§ Task instructions
Restate the records in their entirety, word for word.
Given data section start
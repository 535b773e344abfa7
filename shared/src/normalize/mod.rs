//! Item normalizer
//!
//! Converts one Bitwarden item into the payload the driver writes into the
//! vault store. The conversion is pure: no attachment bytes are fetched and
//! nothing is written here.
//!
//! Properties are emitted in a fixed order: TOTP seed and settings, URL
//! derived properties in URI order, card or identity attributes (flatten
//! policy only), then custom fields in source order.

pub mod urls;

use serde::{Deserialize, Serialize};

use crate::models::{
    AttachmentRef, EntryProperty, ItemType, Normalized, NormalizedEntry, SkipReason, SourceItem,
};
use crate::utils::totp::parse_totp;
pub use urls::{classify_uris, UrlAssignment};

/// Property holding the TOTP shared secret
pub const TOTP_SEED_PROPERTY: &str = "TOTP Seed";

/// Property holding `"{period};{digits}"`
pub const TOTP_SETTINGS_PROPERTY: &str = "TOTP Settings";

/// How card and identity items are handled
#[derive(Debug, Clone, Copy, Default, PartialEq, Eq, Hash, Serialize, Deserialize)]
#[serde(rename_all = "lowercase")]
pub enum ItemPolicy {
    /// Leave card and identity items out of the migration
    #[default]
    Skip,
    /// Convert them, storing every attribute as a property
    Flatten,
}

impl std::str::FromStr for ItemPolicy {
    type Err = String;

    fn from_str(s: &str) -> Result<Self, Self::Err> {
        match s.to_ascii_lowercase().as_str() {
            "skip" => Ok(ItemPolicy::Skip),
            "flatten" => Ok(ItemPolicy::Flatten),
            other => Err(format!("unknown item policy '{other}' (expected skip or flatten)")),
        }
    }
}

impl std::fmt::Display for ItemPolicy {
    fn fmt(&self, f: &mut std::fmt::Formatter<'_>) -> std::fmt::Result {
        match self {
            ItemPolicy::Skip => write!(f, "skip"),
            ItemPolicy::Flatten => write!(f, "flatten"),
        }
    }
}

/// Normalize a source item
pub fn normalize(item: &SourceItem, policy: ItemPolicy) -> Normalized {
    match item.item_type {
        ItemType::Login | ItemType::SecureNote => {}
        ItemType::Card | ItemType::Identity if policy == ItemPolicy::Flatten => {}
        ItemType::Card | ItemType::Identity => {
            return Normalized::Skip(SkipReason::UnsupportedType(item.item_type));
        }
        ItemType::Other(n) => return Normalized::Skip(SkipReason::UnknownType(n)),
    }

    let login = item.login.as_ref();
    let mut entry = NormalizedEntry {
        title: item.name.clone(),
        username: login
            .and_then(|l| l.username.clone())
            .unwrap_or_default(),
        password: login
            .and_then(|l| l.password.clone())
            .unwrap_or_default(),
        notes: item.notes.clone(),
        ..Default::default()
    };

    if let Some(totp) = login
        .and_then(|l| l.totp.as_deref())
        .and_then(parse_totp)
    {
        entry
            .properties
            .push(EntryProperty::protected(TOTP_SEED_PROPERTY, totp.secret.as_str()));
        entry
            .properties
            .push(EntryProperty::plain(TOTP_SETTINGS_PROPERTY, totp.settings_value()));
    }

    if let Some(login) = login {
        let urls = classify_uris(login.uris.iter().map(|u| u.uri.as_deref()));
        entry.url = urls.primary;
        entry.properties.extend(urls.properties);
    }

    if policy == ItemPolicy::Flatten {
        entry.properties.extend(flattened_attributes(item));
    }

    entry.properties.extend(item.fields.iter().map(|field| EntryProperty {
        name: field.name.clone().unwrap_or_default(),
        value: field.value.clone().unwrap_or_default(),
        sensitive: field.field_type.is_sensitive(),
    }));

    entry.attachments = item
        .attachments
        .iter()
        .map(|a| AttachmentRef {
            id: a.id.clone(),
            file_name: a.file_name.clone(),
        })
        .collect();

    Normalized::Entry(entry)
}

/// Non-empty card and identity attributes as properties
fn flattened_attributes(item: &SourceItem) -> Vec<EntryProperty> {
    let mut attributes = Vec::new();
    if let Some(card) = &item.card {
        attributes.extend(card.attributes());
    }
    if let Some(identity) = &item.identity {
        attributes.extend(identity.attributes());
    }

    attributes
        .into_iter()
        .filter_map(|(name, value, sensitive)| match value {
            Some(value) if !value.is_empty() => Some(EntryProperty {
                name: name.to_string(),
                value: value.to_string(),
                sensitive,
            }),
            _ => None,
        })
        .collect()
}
Given data section end
§ Solution for this problem
repository 535b773e344abfa7
filename shared/src/normalize/mod.rs
//! Item normalizer
//!
//! Converts one Bitwarden item into the payload the driver writes into the
//! vault store. The conversion is pure: no attachment bytes are fetched and
//! nothing is written here.
//!
//! Properties are emitted in a fixed order: TOTP seed and settings, URL
//! derived properties in URI order, card or identity attributes (flatten
//! policy only), then custom fields in source order.

pub mod urls;

use serde::{Deserialize, Serialize};

use crate::models::{
    AttachmentRef, EntryProperty, ItemType, Normalized, NormalizedEntry, SkipReason, SourceItem,
};
use crate::utils::totp::parse_totp;
pub use urls::{classify_uris, UrlAssignment};

/// Property holding the TOTP shared secret
pub const TOTP_SEED_PROPERTY: &str = "TOTP Seed";

/// Property holding `"{period};{digits}"`
pub const TOTP_SETTINGS_PROPERTY: &str = "TOTP Settings";

/// How card and identity items are handled
#[derive(Debug, Clone, Copy, Default, PartialEq, Eq, Hash, Serialize, Deserialize)]
#[serde(rename_all = "lowercase")]
pub enum ItemPolicy {
    /// Leave card and identity items out of the migration
    #[default]
    Skip,
    /// Convert them, storing every attribute as a property
    Flatten,
}

impl std::str::FromStr for ItemPolicy {
    type Err = String;

    fn from_str(s: &str) -> Result<Self, Self::Err> {
        match s.to_ascii_lowercase().as_str() {
            "skip" => Ok(ItemPolicy::Skip),
            "flatten" => Ok(ItemPolicy::Flatten),
            other => Err(format!("unknown item policy '{other}' (expected skip or flatten)")),
        }
    }
}

impl std::fmt::Display for ItemPolicy {
    fn fmt(&self, f: &mut std::fmt::Formatter<'_>) -> std::fmt::Result {
        match self {
            ItemPolicy::Skip => write!(f, "skip"),
            ItemPolicy::Flatten => write!(f, "flatten"),
        }
    }
}

/// Normalize a source item
pub fn normalize(item: &SourceItem, policy: ItemPolicy) -> Normalized {
    match item.item_type {
        ItemType::Login | ItemType::SecureNote => {}
        ItemType::Card | ItemType::Identity if policy == ItemPolicy::Flatten => {}
        ItemType::Card | ItemType::Identity => {
            return Normalized::Skip(SkipReason::UnsupportedType(item.item_type));
        }
        ItemType::Other(n) => return Normalized::Skip(SkipReason::UnknownType(n)),
    }

    let login = item.login.as_ref();
    let mut entry = NormalizedEntry {
        title: item.name.clone(),
        username: login
            .and_then(|l| l.username.clone())
            .unwrap_or_default(),
        password: login
            .and_then(|l| l.password.clone())
            .unwrap_or_default(),
        notes: item.notes.clone(),
        ..Default::default()
    };

    if let Some(totp) = login
        .and_then(|l| l.totp.as_deref())
        .and_then(parse_totp)
    {
        entry
            .properties
            .push(EntryProperty::protected(TOTP_SEED_PROPERTY, totp.secret.as_str()));
        entry
            .properties
            .push(EntryProperty::plain(TOTP_SETTINGS_PROPERTY, totp.settings_value()));
    }

    if let Some(login) = login {
        let urls = classify_uris(login.uris.iter().map(|u| u.uri.as_deref()));
        entry.url = urls.primary;
        entry.properties.extend(urls.properties);
    }

    if policy == ItemPolicy::Flatten {
        entry.properties.extend(flattened_attributes(item));
    }

    entry.properties.extend(item.fields.iter().map(|field| EntryProperty {
        name: field.name.clone().unwrap_or_default(),
        value: field.value.clone().unwrap_or_default(),
        sensitive: field.field_type.is_sensitive(),
    }));

    entry.attachments = item
        .attachments
        .iter()
        .map(|a| AttachmentRef {
            id: a.id.clone(),
            file_name: a.file_name.clone(),
        })
        .collect();

    Normalized::Entry(entry)
}

/// Non-empty card and identity attributes as properties
fn flattened_attributes(item: &SourceItem) -> Vec<EntryProperty> {
    let mut attributes = Vec::new();
    if let Some(card) = &item.card {
        attributes.extend(card.attributes());
    }
    if let Some(identity) = &item.identity {
        attributes.extend(identity.attributes());
    }

    attributes
        .into_iter()
        .filter_map(|(name, value, sensitive)| match value {
            Some(value) if !value.is_empty() => Some(EntryProperty {
                name: name.to_string(),
                value: value.to_string(),
                sensitive,
            }),
            _ => None,
        })
        .collect()
}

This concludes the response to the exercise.